→ **Your goal**
Each line of the entries that mentions the string "RefCell" needs to be reported.

→ **Record set**
#[cfg(test)]
mod tests {
    use super::*;
    use crate::state::AppState;

    const TARGET_POWER: u32 = 600;
    const SOURCE_POWER: u32 = 500;

    fn actions() -> StateActions {
        StateActions::new(AppStore::new(AppState::initial()))
    }

    fn set_source(actions: &mut StateActions, power: u32) -> SourcePowerOutcome {
        actions.set_source_power(Some(power), SetSourcePowerOptions::default())
    }

    fn type_digits(actions: &mut StateActions, digits: &str) -> Option<CalculationIssue> {
        let mut issue = None;
        for digit in digits.chars() {
            issue = actions.append_digit(digit);
        }
        issue
    }

    /// A result only ever coexists with a full buffer, both powers, and
    /// a positive duration.
    fn assert_consistent(state: &AppState) {
        if let Some(result) = &state.last_result {
            assert_eq!(state.raw_time_input.len(), TIME_DIGITS);
            assert!(state.source_power.is_some());
            assert!(state.target_power.is_some());
            assert!(result.target_seconds > 0);
        }
    }

    #[test]
    fn set_target_power_enters_calculation_and_resets_inputs() {
        let mut actions = actions();
        actions.set_target_power(TARGET_POWER);

        let state = actions.state();
        assert_eq!(state.view_mode, ViewMode::Calculation);
        assert_eq!(state.calculation_step, CalculationStep::Source);
        assert_eq!(state.target_power, Some(TARGET_POWER));
        assert_eq!(state.source_power, None);
        assert_eq!(state.raw_time_input, "");
    }

    #[test]
    fn changing_target_power_resets_everything_downstream() {
        let mut actions = actions();
        actions.set_target_power(TARGET_POWER);
        set_source(&mut actions, SOURCE_POWER);
        type_digits(&mut actions, "1234");

        actions.set_target_power(700);

        let state = actions.state();
        assert_eq!(state.target_power, Some(700));
        assert_eq!(state.source_power, None);
        assert_eq!(state.source_selection, None);
        assert_eq!(state.manual_source_draft, "");
        assert_eq!(state.raw_time_input, "");
        assert_eq!(state.last_result, None);
        assert_eq!(state.calculation_step, CalculationStep::Source);
    }

    #[test]
    fn set_source_power_advances_to_the_time_step() {
        let mut actions = actions();
        actions.set_target_power(TARGET_POWER);
        let outcome = set_source(&mut actions, SOURCE_POWER);

        assert!(outcome.has_changed);
        assert_eq!(outcome.issue, None);
        let state = actions.state();
        assert_eq!(state.source_power, Some(SOURCE_POWER));
        assert_eq!(state.calculation_step, CalculationStep::Time);
    }

    #[test]
    fn auto_advance_off_leaves_the_step_alone() {
        let mut actions = actions();
        actions.set_target_power(TARGET_POWER);
        let outcome = actions.set_source_power(
            Some(SOURCE_POWER),
            SetSourcePowerOptions {
                auto_advance: false,
            },
        );

        assert!(outcome.has_changed);
        assert_eq!(actions.state().source_power, Some(SOURCE_POWER));
        assert_eq!(actions.state().calculation_step, CalculationStep::Source);
    }

    #[test]
    fn fourth_digit_computes_the_result_and_advances() {
        let mut actions = actions();
        actions.set_target_power(TARGET_POWER);
        set_source(&mut actions, SOURCE_POWER);

        let issue = type_digits(&mut actions, "1234");

        assert_eq!(issue, None);
        let state = actions.state();
        assert_eq!(state.raw_time_input, "1234");
        assert_eq!(state.calculation_step, CalculationStep::Result);
        // parse("1234") = 754 s; round(500/600 * 754) = 628
        let result = state.last_result.expect("result");
        assert_eq!(result.target_seconds, 628);
        assert_eq!(result.source_preview.total_seconds, 754);
        assert_consistent(state);
    }

    #[test]
    fn complete_buffer_without_source_power_reports_missing_input() {
        let mut actions = actions();
        actions.set_target_power(TARGET_POWER);

        assert_eq!(actions.append_digit('0'), None);
        assert_eq!(actions.append_digit('0'), None);
        assert_eq!(actions.append_digit('0'), None);
        assert_eq!(
            actions.append_digit('0'),
            Some(CalculationIssue::MissingInput)
        );
        assert_eq!(actions.state().last_result, None);
        assert_consistent(actions.state());
    }

    #[test]
    fn zero_duration_reports_non_positive() {
        let mut actions = actions();
        actions.set_target_power(TARGET_POWER);
        set_source(&mut actions, SOURCE_POWER);

        let issue = type_digits(&mut actions, "0000");

        assert_eq!(issue, Some(CalculationIssue::NonPositive));
        let state = actions.state();
        assert_eq!(state.last_result, None);
        assert_eq!(state.calculation_step, CalculationStep::Time);
    }

    #[test]
    fn appending_past_four_digits_is_a_no_op() {
        let mut actions = actions();
        actions.set_target_power(TARGET_POWER);
        set_source(&mut actions, SOURCE_POWER);
        type_digits(&mut actions, "1234");

        assert_eq!(actions.append_digit('5'), None);
        assert_eq!(actions.state().raw_time_input, "1234");
        assert!(actions.state().last_result.is_some());
    }

    #[test]
    fn non_digit_characters_are_ignored() {
        let mut actions = actions();
        actions.set_target_power(TARGET_POWER);
        actions.append_digit('x');
        assert_eq!(actions.state().raw_time_input, "");
    }

    #[test]
    fn remove_last_digit_pops_and_clears_the_result() {
        let mut actions = actions();
        actions.set_target_power(TARGET_POWER);
        set_source(&mut actions, SOURCE_POWER);
        type_digits(&mut actions, "1234");

        actions.remove_last_digit();

        let state = actions.state();
        assert_eq!(state.raw_time_input, "123");
        assert_eq!(state.last_result, None);
        assert_consistent(state);
    }

    #[test]
    fn clear_raw_input_after_a_result_steps_back_to_time() {
        let mut actions = actions();
        actions.set_target_power(TARGET_POWER);
        set_source(&mut actions, SOURCE_POWER);
        type_digits(&mut actions, "1234");

        actions.clear_raw_input();

        let state = actions.state();
        assert_eq!(state.raw_time_input, "");
        assert_eq!(state.last_result, None);
        assert_eq!(state.calculation_step, CalculationStep::Time);
    }

    #[test]
    fn clearing_source_power_keeps_digits_but_returns_to_source_step() {
        let mut actions = actions();
        actions.set_target_power(TARGET_POWER);
        set_source(&mut actions, SOURCE_POWER);
        type_digits(&mut actions, "1234");

        let outcome = actions.set_source_power(None, SetSourcePowerOptions::default());

        assert!(outcome.has_changed);
        assert_eq!(outcome.issue, None);
        let state = actions.state();
        assert_eq!(state.source_power, None);
        assert_eq!(state.raw_time_input, "1234");
        assert_eq!(state.last_result, None);
        assert_eq!(state.calculation_step, CalculationStep::Source);
        assert_consistent(state);
    }

    #[test]
    fn a_different_source_power_drops_the_typed_digits() {
        let mut actions = actions();
        actions.set_target_power(TARGET_POWER);
        set_source(&mut actions, SOURCE_POWER);
        type_digits(&mut actions, "1234");

        let outcome = set_source(&mut actions, 700);

        assert!(outcome.has_changed);
        let state = actions.state();
        assert_eq!(state.source_power, Some(700));
        assert_eq!(state.raw_time_input, "");
        assert_eq!(state.last_result, None);
        assert_eq!(state.calculation_step, CalculationStep::Time);
    }

    #[test]
    fn reconfirming_the_same_power_re_evaluates_a_full_buffer() {
        let mut actions = actions();
        actions.set_target_power(TARGET_POWER);
        set_source(&mut actions, SOURCE_POWER);
        type_digits(&mut actions, "0000");
        assert_eq!(actions.state().last_result, None);

        let outcome = set_source(&mut actions, SOURCE_POWER);

        assert!(!outcome.has_changed);
        assert_eq!(outcome.issue, Some(CalculationIssue::NonPositive));
    }

    #[test]
    fn attempt_calculation_is_idempotent() {
        let mut actions = actions();
        actions.set_target_power(TARGET_POWER);
        set_source(&mut actions, SOURCE_POWER);
        type_digits(&mut actions, "0130");

        let first = actions.attempt_calculation();
        let result_after_first = actions.state().last_result;
        let second = actions.attempt_calculation();

        assert_eq!(first, None);
        assert_eq!(second, None);
        assert_eq!(actions.state().last_result, result_after_first);
        // round(500/600 * 90) = 75
        assert_eq!(result_after_first.expect("result").target_seconds, 75);
    }

    #[test]
    fn attempt_calculation_with_short_buffer_is_silent() {
        let mut actions = actions();
        actions.set_target_power(TARGET_POWER);
        set_source(&mut actions, SOURCE_POWER);
        type_digits(&mut actions, "12");

        assert_eq!(actions.attempt_calculation(), None);
        assert_eq!(actions.state().last_result, None);
    }

    #[test]
    fn go_to_step_only_applies_in_calculation_mode() {
        let mut actions = actions();
        actions.go_to_step(CalculationStep::Time);
        assert_eq!(actions.state().calculation_step, CalculationStep::Source);

        actions.set_target_power(TARGET_POWER);
        actions.go_to_step(CalculationStep::Time);
        assert_eq!(actions.state().calculation_step, CalculationStep::Time);
    }

    #[test]
    fn reset_to_source_selection_clears_the_downstream_fields() {
        let mut actions = actions();
        actions.set_target_power(TARGET_POWER);
        actions.set_source_selection(Some(SourceSelection::Manual));
        actions.set_manual_source_draft("800");
        set_source(&mut actions, 800);
        type_digits(&mut actions, "0200");

        actions.reset_to_source_selection();

        let state = actions.state();
        assert_eq!(state.target_power, Some(TARGET_POWER));
        assert_eq!(state.source_selection, None);
        assert_eq!(state.manual_source_draft, "");
        assert_eq!(state.source_power, None);
        assert_eq!(state.raw_time_input, "");
        assert_eq!(state.last_result, None);
        assert_eq!(state.calculation_step, CalculationStep::Source);
    }

    #[test]
    fn source_selection_and_draft_touch_nothing_else() {
        let mut actions = actions();
        actions.set_target_power(TARGET_POWER);
        set_source(&mut actions, SOURCE_POWER);

        actions.set_source_selection(Some(SourceSelection::Preset));
        actions.set_manual_source_draft("12");

        let state = actions.state();
        assert_eq!(state.source_selection, Some(SourceSelection::Preset));
        assert_eq!(state.manual_source_draft, "12");
        assert_eq!(state.source_power, Some(SOURCE_POWER));
        assert_eq!(state.calculation_step, CalculationStep::Time);
    }

    #[test]
    fn initialize_from_target_matches_set_target_power() {
        let mut actions = actions();
        actions.initialize_from_target(800);

        let state = actions.state();
        assert_eq!(state.target_power, Some(800));
        assert_eq!(state.view_mode, ViewMode::Calculation);
        assert_eq!(state.calculation_step, CalculationStep::Source);
    }

    #[test]
    fn no_op_operations_do_not_notify_subscribers() {
        use std::cell::RefCell;
        use std::rc::Rc;

        let mut actions = actions();
        actions.set_target_power(TARGET_POWER);
        set_source(&mut actions, SOURCE_POWER);

        let count = Rc::new(RefCell::new(0u32));
        let sink = Rc::clone(&count);
        actions.store_mut().subscribe(move |_| *sink.borrow_mut() += 1);

        let unchanged_selection = actions.state().source_selection;
        actions.set_source_selection(unchanged_selection);
        actions.set_manual_source_draft("");
        actions.remove_last_digit();
        actions.clear_raw_input();
        actions.append_digit('x');
        actions.go_to_step(CalculationStep::Time);

        assert_eq!(*count.borrow(), 0);
    }
}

→ **Answer for this exercise**
        use std::cell::RefCell;
        let count = Rc::new(RefCell::new(0u32));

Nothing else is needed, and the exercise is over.